----- EXERCISE DATA -----

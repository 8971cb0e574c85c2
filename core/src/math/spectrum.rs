use num_complex::Complex64;
use rustfft::{num_traits::Zero, Fft, FftPlanner};

/// Planned FFT sized for one table, reused across passes.
pub struct SpectrumAnalyzer {
    fft: std::sync::Arc<dyn Fft<f64>>,
    size: usize,
}

impl SpectrumAnalyzer {
    pub fn new(size: usize) -> Self {
        let mut planner = FftPlanner::new();
        let fft = planner.plan_fft_forward(size);
        Self { fft, size }
    }

    /// Magnitude spectrum of `input`, zero-padded or truncated to the
    /// planned size.
    pub fn magnitudes(&self, input: &[f64]) -> Vec<f64> {
        let mut buffer: Vec<Complex64> = input
            .iter()
            .take(self.size)
            .map(|&value| Complex64::new(value, 0.0))
            .collect();
        buffer.resize(self.size, Complex64::zero());

        self.fft.process(&mut buffer);
        buffer.iter().map(|bin| bin.norm()).collect()
    }

    /// Strongest bin in the non-negative frequency half, earliest bin
    /// winning ties. The negative half mirrors it for real input and is
    /// not scanned.
    pub fn dominant_bin(magnitudes: &[f64]) -> Option<(usize, f64)> {
        let half = magnitudes.len() / 2;
        let mut dominant: Option<(usize, f64)> = None;
        for (bin, &magnitude) in magnitudes.iter().enumerate().take(half + 1) {
            match dominant {
                Some((_, best)) if magnitude <= best => {}
                _ => dominant = Some((bin, magnitude)),
            }
        }
        dominant
    }
}
use crate::workflow::config::WorkflowConfig;
use anyhow::{bail, Context};
use wavecore::firmware::{QuantizedTable, TablePayload};
use wavecore::prelude::{StageInput, TableStage};
use wavecore::table::{QuantizeStage, ScaleStage, SpectrumStage};

pub struct WorkflowResult {
    pub table: QuantizedTable,
    pub peak: Option<f64>,
    pub dominant_bin: Option<usize>,
    pub spectrum_notes: Vec<String>,
}

#[derive(Clone)]
pub struct Runner {
    config: WorkflowConfig,
}

impl Runner {
    pub fn new(config: WorkflowConfig) -> Self {
        Self { config }
    }

    pub fn execute(&self, payload: &TablePayload) -> anyhow::Result<WorkflowResult> {
        if payload.ancillary.steps != self.config.steps {
            bail!(
                "payload steps {} do not match workflow steps {}",
                payload.ancillary.steps,
                self.config.steps
            );
        }

        let stage_config = self.config.to_table_config(payload.ancillary.amplitude);
        let pool_size = stage_config.steps.max(1);

        let mut scale_stage = ScaleStage::new(pool_size);
        scale_stage
            .initialize(&stage_config)
            .context("initializing scale stage")?;
        let scale_output = scale_stage
            .execute(StageInput {
                samples: payload.samples.clone(),
            })
            .context("executing scale stage")?;
        scale_stage.cleanup();

        let mut quantize_stage = QuantizeStage::new(pool_size);
        quantize_stage
            .initialize(&stage_config)
            .context("initializing quantize stage")?;
        let quantize_output = quantize_stage
            .execute(StageInput {
                samples: scale_output.samples.clone(),
            })
            .context("executing quantize stage")?;
        quantize_stage.cleanup();

        let mut spectrum_stage = SpectrumStage::new(pool_size);
        spectrum_stage
            .initialize(&stage_config)
            .context("initializing spectrum stage")?;
        let spectrum_output = spectrum_stage
            .execute(StageInput {
                samples: quantize_output.samples.clone(),
            })
            .context("executing spectrum stage")?;
        spectrum_stage.cleanup();

        let table = quantize_output
            .metadata
            .table
            .clone()
            .context("quantize stage emitted no table")?;

        Ok(WorkflowResult {
            table,
            peak: scale_output.metadata.peak,
            dominant_bin: spectrum_output.metadata.dominant_bin,
            spectrum_notes: spectrum_output.metadata.notes.clone(),
        })
    }
}

#[cfg(test)]
mod tests {
    use super::*;
    use crate::generator::profile::build_table_payload;

    #[test]
    fn runner_builds_the_reference_table() {
        let cfg = WorkflowConfig::from_args(200, 400.0);
        let runner = Runner::new(cfg);
        let payload = build_table_payload(200, 400.0).unwrap();
        let result = runner.execute(&payload).unwrap();

        assert_eq!(result.table.len(), 200);
        assert_eq!(result.table.values[0], 0);
        assert!(result.table.values[100] >= 399);
        assert_eq!(result.table.values[199], 6);
        assert_eq!(result.dominant_bin, Some(0));
        assert!(!result.spectrum_notes.is_empty());
    }

    #[test]
    fn negated_amplitude_negates_every_sample() {
        let cfg = WorkflowConfig::from_args(200, 400.0);
        let runner = Runner::new(cfg);
        let forward = runner
            .execute(&build_table_payload(200, 400.0).unwrap())
            .unwrap();
        let inverted = runner
            .execute(&build_table_payload(200, -400.0).unwrap())
            .unwrap();

        for (a, b) in forward
            .table
            .values
            .iter()
            .zip(inverted.table.values.iter())
        {
            assert_eq!(*a, -*b);
        }
    }

    #[test]
    fn zero_steps_yields_an_empty_table() {
        let cfg = WorkflowConfig::from_args(0, 400.0);
        let runner = Runner::new(cfg);
        let payload = build_table_payload(0, 400.0).unwrap();
        let result = runner.execute(&payload).unwrap();

        assert!(result.table.is_empty());
        assert_eq!(format!("{}", result.table), "[]");
    }

    #[test]
    fn mismatched_payload_is_rejected() {
        let cfg = WorkflowConfig::from_args(200, 400.0);
        let runner = Runner::new(cfg);
        let payload = build_table_payload(100, 400.0).unwrap();
        assert!(runner.execute(&payload).is_err());
    }
}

-----

▸ **ASSIGNMENT**: Retype the records, line for line.

▸ **YOUR RESPONSE**:
repository 8971cb0e574c85c2
filename core/src/math/spectrum.rs
use num_complex::Complex64;
use rustfft::{num_traits::Zero, Fft, FftPlanner};

/// Planned FFT sized for one table, reused across passes.
pub struct SpectrumAnalyzer {
    fft: std::sync::Arc<dyn Fft<f64>>,
    size: usize,
}

impl SpectrumAnalyzer {
    pub fn new(size: usize) -> Self {
        let mut planner = FftPlanner::new();
        let fft = planner.plan_fft_forward(size);
        Self { fft, size }
    }

    /// Magnitude spectrum of `input`, zero-padded or truncated to the
    /// planned size.
    pub fn magnitudes(&self, input: &[f64]) -> Vec<f64> {
        let mut buffer: Vec<Complex64> = input
            .iter()
            .take(self.size)
            .map(|&value| Complex64::new(value, 0.0))
            .collect();
        buffer.resize(self.size, Complex64::zero());

        self.fft.process(&mut buffer);
        buffer.iter().map(|bin| bin.norm()).collect()
    }

    /// Strongest bin in the non-negative frequency half, earliest bin
    /// winning ties. The negative half mirrors it for real input and is
    /// not scanned.
    pub fn dominant_bin(magnitudes: &[f64]) -> Option<(usize, f64)> {
        let half = magnitudes.len() / 2;
        let mut dominant: Option<(usize, f64)> = None;
        for (bin, &magnitude) in magnitudes.iter().enumerate().take(half + 1) {
            match dominant {
                Some((_, best)) if magnitude <= best => {}
                _ => dominant = Some((bin, magnitude)),
            }
        }
        dominant
    }
}
use crate::workflow::config::WorkflowConfig;
use anyhow::{bail, Context};
use wavecore::firmware::{QuantizedTable, TablePayload};
use wavecore::prelude::{StageInput, TableStage};
use wavecore::table::{QuantizeStage, ScaleStage, SpectrumStage};

pub struct WorkflowResult {
    pub table: QuantizedTable,
    pub peak: Option<f64>,
    pub dominant_bin: Option<usize>,
    pub spectrum_notes: Vec<String>,
}

#[derive(Clone)]
pub struct Runner {
    config: WorkflowConfig,
}

impl Runner {
    pub fn new(config: WorkflowConfig) -> Self {
        Self { config }
    }

    pub fn execute(&self, payload: &TablePayload) -> anyhow::Result<WorkflowResult> {
        if payload.ancillary.steps != self.config.steps {
            bail!(
                "payload steps {} do not match workflow steps {}",
                payload.ancillary.steps,
                self.config.steps
            );
        }

        let stage_config = self.config.to_table_config(payload.ancillary.amplitude);
        let pool_size = stage_config.steps.max(1);

        let mut scale_stage = ScaleStage::new(pool_size);
        scale_stage
            .initialize(&stage_config)
            .context("initializing scale stage")?;
        let scale_output = scale_stage
            .execute(StageInput {
                samples: payload.samples.clone(),
            })
            .context("executing scale stage")?;
        scale_stage.cleanup();

        let mut quantize_stage = QuantizeStage::new(pool_size);
        quantize_stage
            .initialize(&stage_config)
            .context("initializing quantize stage")?;
        let quantize_output = quantize_stage
            .execute(StageInput {
                samples: scale_output.samples.clone(),
            })
            .context("executing quantize stage")?;
        quantize_stage.cleanup();

        let mut spectrum_stage = SpectrumStage::new(pool_size);
        spectrum_stage
            .initialize(&stage_config)
            .context("initializing spectrum stage")?;
        let spectrum_output = spectrum_stage
            .execute(StageInput {
                samples: quantize_output.samples.clone(),
            })
            .context("executing spectrum stage")?;
        spectrum_stage.cleanup();

        let table = quantize_output
            .metadata
            .table
            .clone()
            .context("quantize stage emitted no table")?;

        Ok(WorkflowResult {
            table,
            peak: scale_output.metadata.peak,
            dominant_bin: spectrum_output.metadata.dominant_bin,
            spectrum_notes: spectrum_output.metadata.notes.clone(),
        })
    }
}

#[cfg(test)]
mod tests {
    use super::*;
    use crate::generator::profile::build_table_payload;

    #[test]
    fn runner_builds_the_reference_table() {
        let cfg = WorkflowConfig::from_args(200, 400.0);
        let runner = Runner::new(cfg);
        let payload = build_table_payload(200, 400.0).unwrap();
        let result = runner.execute(&payload).unwrap();

        assert_eq!(result.table.len(), 200);
        assert_eq!(result.table.values[0], 0);
        assert!(result.table.values[100] >= 399);
        assert_eq!(result.table.values[199], 6);
        assert_eq!(result.dominant_bin, Some(0));
        assert!(!result.spectrum_notes.is_empty());
    }

    #[test]
    fn negated_amplitude_negates_every_sample() {
        let cfg = WorkflowConfig::from_args(200, 400.0);
        let runner = Runner::new(cfg);
        let forward = runner
            .execute(&build_table_payload(200, 400.0).unwrap())
            .unwrap();
        let inverted = runner
            .execute(&build_table_payload(200, -400.0).unwrap())
            .unwrap();

        for (a, b) in forward
            .table
            .values
            .iter()
            .zip(inverted.table.values.iter())
        {
            assert_eq!(*a, -*b);
        }
    }

    #[test]
    fn zero_steps_yields_an_empty_table() {
        let cfg = WorkflowConfig::from_args(0, 400.0);
        let runner = Runner::new(cfg);
        let payload = build_table_payload(0, 400.0).unwrap();
        let result = runner.execute(&payload).unwrap();

        assert!(result.table.is_empty());
        assert_eq!(format!("{}", result.table), "[]");
    }

    #[test]
    fn mismatched_payload_is_rejected() {
        let cfg = WorkflowConfig::from_args(200, 400.0);
        let runner = Runner::new(cfg);
        let payload = build_table_payload(100, 400.0).unwrap();
        assert!(runner.execute(&payload).is_err());
    }
}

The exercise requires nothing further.